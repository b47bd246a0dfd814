//! Batch resolution of identifier tokens against a compound gateway.

use std::collections::HashMap;
use std::fmt;
use std::sync::Arc;
use std::sync::atomic::AtomicBool;
use std::time::Duration;

use tokio::sync::Semaphore;
use tokio::task::JoinSet;
use tokio::time::Instant;
use tracing::{debug, info, instrument, warn};

use super::pacing::PacingGate;
use super::record::{BatchResult, FailedIdentifier, MoleculeRecord, ProgressEvent};
use super::BatchError;
use crate::gateway::CompoundGateway;
use crate::parser::{IdentifierToken, ResolutionInput};

/// Hard cap on identifiers processed per pass.
pub const MAX_BATCH_SIZE: usize = 50;

/// Default minimum interval between the start of consecutive lookups.
pub const DEFAULT_PACING_INTERVAL: Duration = Duration::from_millis(1500);

/// Minimum allowed worker count.
pub const MIN_CONCURRENCY: usize = 1;

/// Maximum allowed worker count.
pub const MAX_CONCURRENCY: usize = 4;

/// Result of processing a single token.
enum Outcome {
    Resolved(MoleculeRecord),
    Failed(FailedIdentifier),
}

/// Accumulates outcomes in input order and numbers progress events.
struct Tally {
    records: Vec<MoleculeRecord>,
    failed: Vec<FailedIdentifier>,
    total_count: usize,
}

impl Tally {
    fn new(total_count: usize) -> Self {
        Self {
            records: Vec::new(),
            failed: Vec::new(),
            total_count,
        }
    }

    fn push(&mut self, outcome: Outcome) -> ProgressEvent {
        match outcome {
            Outcome::Resolved(record) => self.records.push(record),
            Outcome::Failed(failed) => self.failed.push(failed),
        }
        ProgressEvent {
            completed_count: self.records.len() + self.failed.len(),
            total_count: self.total_count,
        }
    }

    fn finish(self, elapsed: Duration, dropped_count: usize) -> BatchResult {
        let processed = self.records.len() + self.failed.len();
        let interrupted = processed < self.total_count;
        BatchResult::new(
            self.records,
            self.failed,
            elapsed,
            self.total_count,
            dropped_count,
            interrupted,
        )
    }
}

/// Resolves a whole [`ResolutionInput`] into a [`BatchResult`].
///
/// The resolver is stateless between runs: every call gets a fresh result owned by
/// the caller. All lookup starts pass through one shared [`PacingGate`], so the call
/// rate is the same whether identifiers are processed one at a time or by a small
/// worker pool.
///
/// # Concurrency Model
///
/// - With concurrency 1 (the default) lookups run strictly one after another
/// - With concurrency N > 1 each token runs in its own Tokio task, at most N in flight
/// - Either way, progress events are fired on the caller's task in input order
#[derive(Clone)]
pub struct BatchResolver {
    gateway: Arc<dyn CompoundGateway>,
    pacing: Arc<PacingGate>,
    concurrency: usize,
}

impl fmt::Debug for BatchResolver {
    fn fmt(&self, f: &mut fmt::Formatter<'_>) -> fmt::Result {
        f.debug_struct("BatchResolver")
            .field("gateway", &self.gateway.name())
            .field("pacing", &self.pacing)
            .field("concurrency", &self.concurrency)
            .finish()
    }
}

impl BatchResolver {
    /// Creates a sequential resolver.
    #[must_use]
    pub fn new(gateway: Arc<dyn CompoundGateway>, pacing: Arc<PacingGate>) -> Self {
        Self {
            gateway,
            pacing,
            concurrency: MIN_CONCURRENCY,
        }
    }

    /// Sets the worker count.
    ///
    /// # Errors
    ///
    /// Returns [`BatchError::InvalidConcurrency`] if `concurrency` is outside
    /// `1..=4`.
    pub fn with_concurrency(mut self, concurrency: usize) -> Result<Self, BatchError> {
        if !(MIN_CONCURRENCY..=MAX_CONCURRENCY).contains(&concurrency) {
            return Err(BatchError::InvalidConcurrency { value: concurrency });
        }
        self.concurrency = concurrency;
        Ok(self)
    }

    #[must_use]
    pub fn concurrency(&self) -> usize {
        self.concurrency
    }

    #[must_use]
    pub fn pacing(&self) -> &Arc<PacingGate> {
        &self.pacing
    }

    /// Runs a full pass. See [`BatchResolver::run_interruptible`].
    pub async fn run<F>(&self, input: ResolutionInput, on_progress: F) -> BatchResult
    where
        F: FnMut(ProgressEvent),
    {
        self.run_interruptible(input, on_progress, Arc::new(AtomicBool::new(false)))
            .await
    }

    /// Runs a full pass that stops early once `interrupted` is set.
    ///
    /// Input beyond [`MAX_BATCH_SIZE`] is dropped before any lookup. Each remaining
    /// token lands in either `records` or `failed`; `on_progress` fires once per
    /// processed token. The flag is checked between tokens and while waiting on the
    /// pacing gate. A cancelled pass returns what it accumulated, with
    /// `completed_count() < total_count()`.
    #[instrument(skip_all, fields(gateway = self.gateway.name(), concurrency = self.concurrency))]
    pub async fn run_interruptible<F>(
        &self,
        mut input: ResolutionInput,
        mut on_progress: F,
        interrupted: Arc<AtomicBool>,
    ) -> BatchResult
    where
        F: FnMut(ProgressEvent),
    {
        let dropped_count = input.truncate(MAX_BATCH_SIZE);
        if dropped_count > 0 {
            warn!(
                dropped = dropped_count,
                max = MAX_BATCH_SIZE,
                "batch exceeds maximum size; only the first {MAX_BATCH_SIZE} identifiers are processed"
            );
        }

        let started = Instant::now();
        let mut tally = Tally::new(input.len());
        info!(total = input.len(), "starting batch resolution");

        if self.concurrency == MIN_CONCURRENCY {
            self.run_sequential(input, &mut tally, &mut on_progress, &interrupted)
                .await;
        } else {
            self.run_pooled(input, &mut tally, &mut on_progress, &interrupted)
                .await;
        }

        let result = tally.finish(started.elapsed(), dropped_count);
        info!(
            resolved = result.records().len(),
            failed = result.failed().len(),
            interrupted = result.was_interrupted(),
            elapsed_ms = result.elapsed().as_millis(),
            "batch resolution complete"
        );
        result
    }

    async fn run_sequential<F>(
        &self,
        input: ResolutionInput,
        tally: &mut Tally,
        on_progress: &mut F,
        interrupted: &Arc<AtomicBool>,
    ) where
        F: FnMut(ProgressEvent),
    {
        for token in input {
            let Some(outcome) =
                paced_lookup(self.gateway.as_ref(), &self.pacing, &token, interrupted).await
            else {
                info!("batch interrupted; returning partial result");
                break;
            };
            on_progress(tally.push(outcome));
        }
    }

    async fn run_pooled<F>(
        &self,
        input: ResolutionInput,
        tally: &mut Tally,
        on_progress: &mut F,
        interrupted: &Arc<AtomicBool>,
    ) where
        F: FnMut(ProgressEvent),
    {
        let semaphore = Arc::new(Semaphore::new(self.concurrency));
        // Dropping the set aborts every worker, so an abandoned run stops
        // calling the gateway.
        let mut workers = JoinSet::new();
        let mut task_slots = HashMap::with_capacity(input.len());
        let mut raws = Vec::with_capacity(input.len());

        for (slot, token) in input.into_iter().enumerate() {
            let semaphore = Arc::clone(&semaphore);
            let gateway = Arc::clone(&self.gateway);
            let pacing = Arc::clone(&self.pacing);
            let interrupted = Arc::clone(interrupted);
            raws.push(token.raw().to_string());

            let handle = workers.spawn(async move {
                // Permit is dropped when this block exits
                let Ok(_permit) = semaphore.acquire_owned().await else {
                    return None;
                };
                paced_lookup(gateway.as_ref(), &pacing, &token, &interrupted).await
            });
            task_slots.insert(handle.id(), slot);
        }

        debug!(task_count = workers.len(), "waiting for lookup workers");

        // Workers finish in any order; outcomes are released in input order.
        let mut finished: Vec<Option<Option<Outcome>>> = (0..raws.len()).map(|_| None).collect();
        let mut next_slot = 0;
        while let Some(joined) = workers.join_next_with_id().await {
            let (id, outcome) = match joined {
                Ok((id, outcome)) => (id, outcome),
                Err(e) => {
                    let id = e.id();
                    let raw = task_slots.get(&id).map_or("", |&slot| raws[slot].as_str());
                    warn!(identifier = %raw, error = %e, "lookup worker panicked");
                    (id, Some(Outcome::Failed(FailedIdentifier::new(raw))))
                }
            };
            if let Some(&slot) = task_slots.get(&id) {
                finished[slot] = Some(outcome);
            }
            while let Some(Some(outcome)) = finished.get_mut(next_slot).map(Option::take) {
                if let Some(outcome) = outcome {
                    on_progress(tally.push(outcome));
                }
                next_slot += 1;
            }
        }
    }
}

/// Waits for the pacing gate, then looks up one token.
///
/// Returns `None` without calling the gateway if `interrupted` is set first.
async fn paced_lookup(
    gateway: &dyn CompoundGateway,
    pacing: &PacingGate,
    token: &IdentifierToken,
    interrupted: &AtomicBool,
) -> Option<Outcome> {
    pacing.acquire_unless(interrupted).await?;
    Some(lookup(gateway, token).await)
}

#[instrument(skip(gateway), fields(kind = %token.kind()))]
async fn lookup(gateway: &dyn CompoundGateway, token: &IdentifierToken) -> Outcome {
    match gateway.resolve(token.raw(), token.kind()).await {
        Ok(Some(raw)) => {
            debug!(identifier = token.raw(), cid = raw.database_id, "identifier resolved");
            Outcome::Resolved(MoleculeRecord::from_raw(raw, token.raw()))
        }
        Ok(None) => {
            debug!(identifier = token.raw(), "no compound matched identifier");
            Outcome::Failed(FailedIdentifier::new(token.raw()))
        }
        Err(e) => {
            warn!(identifier = token.raw(), error = %e, "lookup failed");
            Outcome::Failed(FailedIdentifier::new(token.raw()))
        }
    }
}
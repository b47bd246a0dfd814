//! Progress UI (bar) for batch resolution runs.

use std::time::Duration;

use chemly_core::ProgressEvent;
use indicatif::{ProgressBar, ProgressStyle};

/// Drives an optional progress bar from [`ProgressEvent`]s.
///
/// When disabled every method is a no-op.
pub(crate) struct ProgressReporter {
    bar: Option<ProgressBar>,
}

impl ProgressReporter {
    /// Creates a reporter; draws to stderr only when `enabled`.
    pub(crate) fn new(enabled: bool, total: usize) -> Self {
        if !enabled || total == 0 {
            return Self { bar: None };
        }
        let bar = ProgressBar::new(total as u64);
        bar.set_style(
            ProgressStyle::with_template("{spinner} [{bar:30}] {pos}/{len} {msg} ({elapsed})")
                .unwrap_or_else(|_| ProgressStyle::default_bar())
                .progress_chars("=> "),
        );
        bar.set_message("Resolving identifiers...");
        bar.enable_steady_tick(Duration::from_millis(120));
        Self { bar: Some(bar) }
    }

    #[cfg(test)]
    fn with_bar(bar: ProgressBar) -> Self {
        Self { bar: Some(bar) }
    }

    pub(crate) fn update(&self, event: ProgressEvent) {
        if let Some(bar) = &self.bar {
            bar.set_length(event.total_count as u64);
            bar.set_position(event.completed_count as u64);
        }
    }

    /// Clears the bar; the run summary is logged afterwards.
    pub(crate) fn finish(&self) {
        if let Some(bar) = &self.bar {
            bar.finish_and_clear();
        }
    }

    #[cfg(test)]
    fn position(&self) -> Option<u64> {
        self.bar.as_ref().map(ProgressBar::position)
    }
}
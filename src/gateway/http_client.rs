//! HTTP client construction shared by all gateways.
//!
//! Timeouts are process-wide: the CLI sets them once from configuration before
//! any gateway is built.

use std::panic::{AssertUnwindSafe, catch_unwind};
use std::sync::RwLock;
use std::time::Duration;

use reqwest::{Client, ClientBuilder, Proxy};
use tracing::{debug, warn};

use crate::user_agent::default_gateway_user_agent;

use super::LookupError;

/// Connect and whole-request timeouts, in seconds.
#[derive(Debug, Clone, Copy, PartialEq, Eq)]
struct HttpTimeouts {
    connect_secs: u64,
    read_secs: u64,
}

const DEFAULT_TIMEOUTS: HttpTimeouts = HttpTimeouts {
    connect_secs: 10,
    read_secs: 30,
};

static TIMEOUTS: RwLock<HttpTimeouts> = RwLock::new(DEFAULT_TIMEOUTS);

const HTTPS_PROXY_VARS: [&str; 4] = ["HTTPS_PROXY", "https_proxy", "ALL_PROXY", "all_proxy"];
const HTTP_PROXY_VARS: [&str; 4] = ["HTTP_PROXY", "http_proxy", "ALL_PROXY", "all_proxy"];

/// Sets the timeouts applied to gateway clients built after this call.
pub fn configure_gateway_http_timeouts(connect_timeout_secs: u64, read_timeout_secs: u64) {
    if let Ok(mut timeouts) = TIMEOUTS.write() {
        *timeouts = HttpTimeouts {
            connect_secs: connect_timeout_secs,
            read_secs: read_timeout_secs,
        };
    }
}

fn current_timeouts() -> HttpTimeouts {
    TIMEOUTS.read().map_or(DEFAULT_TIMEOUTS, |timeouts| *timeouts)
}

/// Builds the reqwest client for `gateway_name`.
///
/// Reading system proxy settings panics in some sandboxes; in that case the
/// client is rebuilt with proxies taken only from the environment.
///
/// # Errors
///
/// Returns [`LookupError::ClientBuild`] when neither attempt yields a client.
pub(crate) fn build_gateway_http_client(gateway_name: &str) -> Result<Client, LookupError> {
    let timeouts = current_timeouts();
    debug!(
        gateway = gateway_name,
        connect_secs = timeouts.connect_secs,
        read_secs = timeouts.read_secs,
        "building gateway HTTP client"
    );

    let attempt = |env_proxies_only: bool| {
        catch_unwind(AssertUnwindSafe(|| {
            let builder = client_builder(timeouts);
            let builder = if env_proxies_only {
                with_env_proxies(builder.no_proxy())
            } else {
                builder
            };
            builder.build()
        }))
    };

    let built = match attempt(false) {
        Ok(result) => result,
        Err(_) => {
            warn!(
                gateway = gateway_name,
                "system proxy lookup panicked; retrying with environment proxies only"
            );
            attempt(true).map_err(|_| {
                LookupError::client_build(gateway_name, "networking initialization panicked")
            })?
        }
    };
    built.map_err(|e| LookupError::client_build(gateway_name, &e.to_string()))
}

fn client_builder(timeouts: HttpTimeouts) -> ClientBuilder {
    Client::builder()
        .connect_timeout(Duration::from_secs(timeouts.connect_secs))
        .timeout(Duration::from_secs(timeouts.read_secs))
        .user_agent(default_gateway_user_agent())
        .gzip(true)
}

fn with_env_proxies(mut builder: ClientBuilder) -> ClientBuilder {
    if let Some(proxy) = first_env_value(&HTTPS_PROXY_VARS).and_then(|url| Proxy::https(url).ok()) {
        builder = builder.proxy(proxy);
    }
    if let Some(proxy) = first_env_value(&HTTP_PROXY_VARS).and_then(|url| Proxy::http(url).ok()) {
        builder = builder.proxy(proxy);
    }
    builder
}

fn first_env_value(names: &[&str]) -> Option<String> {
    names
        .iter()
        .filter_map(|name| std::env::var(name).ok())
        .map(|value| value.trim().to_string())
        .find(|value| !value.is_empty())
}

#[cfg(test)]
mod tests {
    use super::*;

    #[test]
    fn test_build_gateway_http_client_with_defaults() {
        assert!(build_gateway_http_client("pubchem").is_ok());
    }

    #[test]
    fn test_default_timeouts() {
        assert_eq!(DEFAULT_TIMEOUTS.connect_secs, 10);
        assert_eq!(DEFAULT_TIMEOUTS.read_secs, 30);
    }

    #[test]
    fn test_with_env_proxies_without_variables_still_builds() {
        let builder = with_env_proxies(client_builder(DEFAULT_TIMEOUTS).no_proxy());
        assert!(builder.build().is_ok());
    }
}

WHAT TO DO
Search the records for the word "derive", then list every line that has it.

RESPONSE
#[derive(Clone)]
#[derive(Debug, Clone, Copy, PartialEq, Eq)]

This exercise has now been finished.